§ **What to produce**
Each entry needs to be retyped exactly, with nothing added or dropped.

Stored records
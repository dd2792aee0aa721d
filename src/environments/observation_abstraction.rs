use std::collections::BTreeSet;
use serde::{Serialize, Deserialize};
use strum::IntoEnumIterator;
use strum_macros::{Display, EnumIter};
use crate::environments::controllers::{block_is_grasped, block_type, ControllerConfig};
use crate::environments::raw_observation::{BlockAttributes, RawObservation};
use crate::environments::symbolic::{Literal, LiteralSetSpace, Predicate};

#[derive(Clone, Copy, Debug, PartialEq, Eq, Hash, PartialOrd, Ord, Serialize, Deserialize, Display, EnumIter)]
#[strum(serialize_all = "lowercase")]
pub enum ObservationPredicate {
    On,
    OnTable,
    Holding,
    Clear,
    HandEmpty
}
impl ObservationPredicate {
    pub fn predicate(&self) -> Predicate {
        match self {
            ObservationPredicate::On => { Predicate::new("on", vec![block_type(), block_type()]) }
            ObservationPredicate::OnTable => { Predicate::new("ontable", vec![block_type()]) }
            ObservationPredicate::Holding => { Predicate::new("holding", vec![block_type()]) }
            ObservationPredicate::Clear => { Predicate::new("clear", vec![block_type()]) }
            ObservationPredicate::HandEmpty => { Predicate::new("handempty", vec![]) }
        }
    }
    pub fn all_predicates() -> Vec<Predicate> {
        ObservationPredicate::iter().map(|p| p.predicate()).collect()
    }
    pub fn observation_space() -> LiteralSetSpace {
        LiteralSetSpace::new(Self::all_predicates().into_iter().collect())
    }
}

#[derive(Clone, Copy, Debug, PartialEq, Eq, Serialize, Deserialize)]
pub enum ObservationAbstractionMode {
    /// Every block is asserted to be on the table, regardless of where it actually is.
    OnTableOnly,
    /// Support, grasp and clearance relations are derived from block geometry.
    Geometric
}
impl Default for ObservationAbstractionMode {
    fn default() -> Self {
        ObservationAbstractionMode::Geometric
    }
}

/// Maps a raw observation to the set of observation literals that hold in it.  Deterministic and
/// free of side effects.
///
/// In `Geometric` mode:
/// * `holding(a)`: `a` is grasped under the controller's grasp test.
/// * `handempty()`: no block is held.
/// * `on(a, b)`: neither is held, their footprints overlap, and the bottom of `a` is within
///   `support_tolerance` of the top of `b`.
/// * `ontable(a)`: `a` is neither held nor on another block.
/// * `clear(a)`: `a` is not held and no block is on it.
#[derive(Clone, Debug, Serialize, Deserialize, PartialEq)]
pub struct ObservationAbstraction {
    mode: ObservationAbstractionMode,
    grasp_config: ControllerConfig,
    support_tolerance: f64
}
impl ObservationAbstraction {
    pub fn new(mode: ObservationAbstractionMode, grasp_config: ControllerConfig) -> Self {
        Self { mode, grasp_config, support_tolerance: 0.01 }
    }
    pub fn with_support_tolerance(mut self, support_tolerance: f64) -> Self {
        self.support_tolerance = support_tolerance;
        self
    }
    pub fn mode(&self) -> ObservationAbstractionMode {
        self.mode
    }
    pub fn support_tolerance(&self) -> f64 {
        self.support_tolerance
    }
    pub fn get_observation(&self, raw_observation: &RawObservation) -> BTreeSet<Literal> {
        match self.mode {
            ObservationAbstractionMode::OnTableOnly => { self.get_on_table_only_observation(raw_observation) }
            ObservationAbstractionMode::Geometric => { self.get_geometric_observation(raw_observation) }
        }
    }

    fn get_on_table_only_observation(&self, raw_observation: &RawObservation) -> BTreeSet<Literal> {
        let ontable = ObservationPredicate::OnTable.predicate();
        raw_observation.blocks.keys().filter_map(|name| ontable.ground(&[name.as_str()]).ok()).collect()
    }
    fn get_geometric_observation(&self, raw_observation: &RawObservation) -> BTreeSet<Literal> {
        let gripper = &raw_observation.gripper;
        let held: BTreeSet<&String> = raw_observation.blocks.iter()
            .filter(|(_, b)| block_is_grasped(&self.grasp_config, gripper.left_finger_position, &gripper.position, &b.position))
            .map(|(name, _)| name)
            .collect();

        let mut on_pairs = vec![];
        for (top_name, top) in &raw_observation.blocks {
            if held.contains(&top_name) { continue; }
            for (bottom_name, bottom) in &raw_observation.blocks {
                if top_name == bottom_name || held.contains(&bottom_name) { continue; }
                if self.rests_on(top, bottom) {
                    on_pairs.push((top_name.as_str(), bottom_name.as_str()));
                }
            }
        }

        let mut out_set = BTreeSet::new();
        let mut push = |p: ObservationPredicate, args: &[&str]| {
            if let Ok(l) = p.predicate().ground(args) { out_set.insert(l); }
        };

        for (top, bottom) in &on_pairs {
            push(ObservationPredicate::On, &[*top, *bottom]);
        }
        for name in raw_observation.blocks.keys() {
            if held.contains(&name) {
                push(ObservationPredicate::Holding, &[name.as_str()]);
                continue;
            }
            if !on_pairs.iter().any(|(t, _)| *t == name.as_str()) {
                push(ObservationPredicate::OnTable, &[name.as_str()]);
            }
            if !on_pairs.iter().any(|(_, b)| *b == name.as_str()) {
                push(ObservationPredicate::Clear, &[name.as_str()]);
            }
        }
        if held.is_empty() {
            push(ObservationPredicate::HandEmpty, &[]);
        }

        out_set
    }
    fn rests_on(&self, top: &BlockAttributes, bottom: &BlockAttributes) -> bool {
        let overlaps_x = (top.position.x - bottom.position.x).abs() < (top.width + bottom.width) / 2.0;
        let overlaps_y = (top.position.y - bottom.position.y).abs() < (top.length + bottom.length) / 2.0;
        overlaps_x && overlaps_y && (top.bottom() - bottom.top()).abs() <= self.support_tolerance
    }
}
impl Default for ObservationAbstraction {
    fn default() -> Self {
        Self::new(ObservationAbstractionMode::default(), ControllerConfig::default())
    }
}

§ **The completed task**
repository dd2792aee0aa721d
filename src/environments/observation_abstraction.rs
use std::collections::BTreeSet;
use serde::{Serialize, Deserialize};
use strum::IntoEnumIterator;
use strum_macros::{Display, EnumIter};
use crate::environments::controllers::{block_is_grasped, block_type, ControllerConfig};
use crate::environments::raw_observation::{BlockAttributes, RawObservation};
use crate::environments::symbolic::{Literal, LiteralSetSpace, Predicate};

#[derive(Clone, Copy, Debug, PartialEq, Eq, Hash, PartialOrd, Ord, Serialize, Deserialize, Display, EnumIter)]
#[strum(serialize_all = "lowercase")]
pub enum ObservationPredicate {
    On,
    OnTable,
    Holding,
    Clear,
    HandEmpty
}
impl ObservationPredicate {
    pub fn predicate(&self) -> Predicate {
        match self {
            ObservationPredicate::On => { Predicate::new("on", vec![block_type(), block_type()]) }
            ObservationPredicate::OnTable => { Predicate::new("ontable", vec![block_type()]) }
            ObservationPredicate::Holding => { Predicate::new("holding", vec![block_type()]) }
            ObservationPredicate::Clear => { Predicate::new("clear", vec![block_type()]) }
            ObservationPredicate::HandEmpty => { Predicate::new("handempty", vec![]) }
        }
    }
    pub fn all_predicates() -> Vec<Predicate> {
        ObservationPredicate::iter().map(|p| p.predicate()).collect()
    }
    pub fn observation_space() -> LiteralSetSpace {
        LiteralSetSpace::new(Self::all_predicates().into_iter().collect())
    }
}

#[derive(Clone, Copy, Debug, PartialEq, Eq, Serialize, Deserialize)]
pub enum ObservationAbstractionMode {
    /// Every block is asserted to be on the table, regardless of where it actually is.
    OnTableOnly,
    /// Support, grasp and clearance relations are derived from block geometry.
    Geometric
}
impl Default for ObservationAbstractionMode {
    fn default() -> Self {
        ObservationAbstractionMode::Geometric
    }
}

/// Maps a raw observation to the set of observation literals that hold in it.  Deterministic and
/// free of side effects.
///
/// In `Geometric` mode:
/// * `holding(a)`: `a` is grasped under the controller's grasp test.
/// * `handempty()`: no block is held.
/// * `on(a, b)`: neither is held, their footprints overlap, and the bottom of `a` is within
///   `support_tolerance` of the top of `b`.
/// * `ontable(a)`: `a` is neither held nor on another block.
/// * `clear(a)`: `a` is not held and no block is on it.
#[derive(Clone, Debug, Serialize, Deserialize, PartialEq)]
pub struct ObservationAbstraction {
    mode: ObservationAbstractionMode,
    grasp_config: ControllerConfig,
    support_tolerance: f64
}
impl ObservationAbstraction {
    pub fn new(mode: ObservationAbstractionMode, grasp_config: ControllerConfig) -> Self {
        Self { mode, grasp_config, support_tolerance: 0.01 }
    }
    pub fn with_support_tolerance(mut self, support_tolerance: f64) -> Self {
        self.support_tolerance = support_tolerance;
        self
    }
    pub fn mode(&self) -> ObservationAbstractionMode {
        self.mode
    }
    pub fn support_tolerance(&self) -> f64 {
        self.support_tolerance
    }
    pub fn get_observation(&self, raw_observation: &RawObservation) -> BTreeSet<Literal> {
        match self.mode {
            ObservationAbstractionMode::OnTableOnly => { self.get_on_table_only_observation(raw_observation) }
            ObservationAbstractionMode::Geometric => { self.get_geometric_observation(raw_observation) }
        }
    }

    fn get_on_table_only_observation(&self, raw_observation: &RawObservation) -> BTreeSet<Literal> {
        let ontable = ObservationPredicate::OnTable.predicate();
        raw_observation.blocks.keys().filter_map(|name| ontable.ground(&[name.as_str()]).ok()).collect()
    }
    fn get_geometric_observation(&self, raw_observation: &RawObservation) -> BTreeSet<Literal> {
        let gripper = &raw_observation.gripper;
        let held: BTreeSet<&String> = raw_observation.blocks.iter()
            .filter(|(_, b)| block_is_grasped(&self.grasp_config, gripper.left_finger_position, &gripper.position, &b.position))
            .map(|(name, _)| name)
            .collect();

        let mut on_pairs = vec![];
        for (top_name, top) in &raw_observation.blocks {
            if held.contains(&top_name) { continue; }
            for (bottom_name, bottom) in &raw_observation.blocks {
                if top_name == bottom_name || held.contains(&bottom_name) { continue; }
                if self.rests_on(top, bottom) {
                    on_pairs.push((top_name.as_str(), bottom_name.as_str()));
                }
            }
        }

        let mut out_set = BTreeSet::new();
        let mut push = |p: ObservationPredicate, args: &[&str]| {
            if let Ok(l) = p.predicate().ground(args) { out_set.insert(l); }
        };

        for (top, bottom) in &on_pairs {
            push(ObservationPredicate::On, &[*top, *bottom]);
        }
        for name in raw_observation.blocks.keys() {
            if held.contains(&name) {
                push(ObservationPredicate::Holding, &[name.as_str()]);
                continue;
            }
            if !on_pairs.iter().any(|(t, _)| *t == name.as_str()) {
                push(ObservationPredicate::OnTable, &[name.as_str()]);
            }
            if !on_pairs.iter().any(|(_, b)| *b == name.as_str()) {
                push(ObservationPredicate::Clear, &[name.as_str()]);
            }
        }
        if held.is_empty() {
            push(ObservationPredicate::HandEmpty, &[]);
        }

        out_set
    }
    fn rests_on(&self, top: &BlockAttributes, bottom: &BlockAttributes) -> bool {
        let overlaps_x = (top.position.x - bottom.position.x).abs() < (top.width + bottom.width) / 2.0;
        let overlaps_y = (top.position.y - bottom.position.y).abs() < (top.length + bottom.length) / 2.0;
        overlaps_x && overlaps_y && (top.bottom() - bottom.top()).abs() <= self.support_tolerance
    }
}
impl Default for ObservationAbstraction {
    fn default() -> Self {
        Self::new(ObservationAbstractionMode::default(), ControllerConfig::default())
    }
}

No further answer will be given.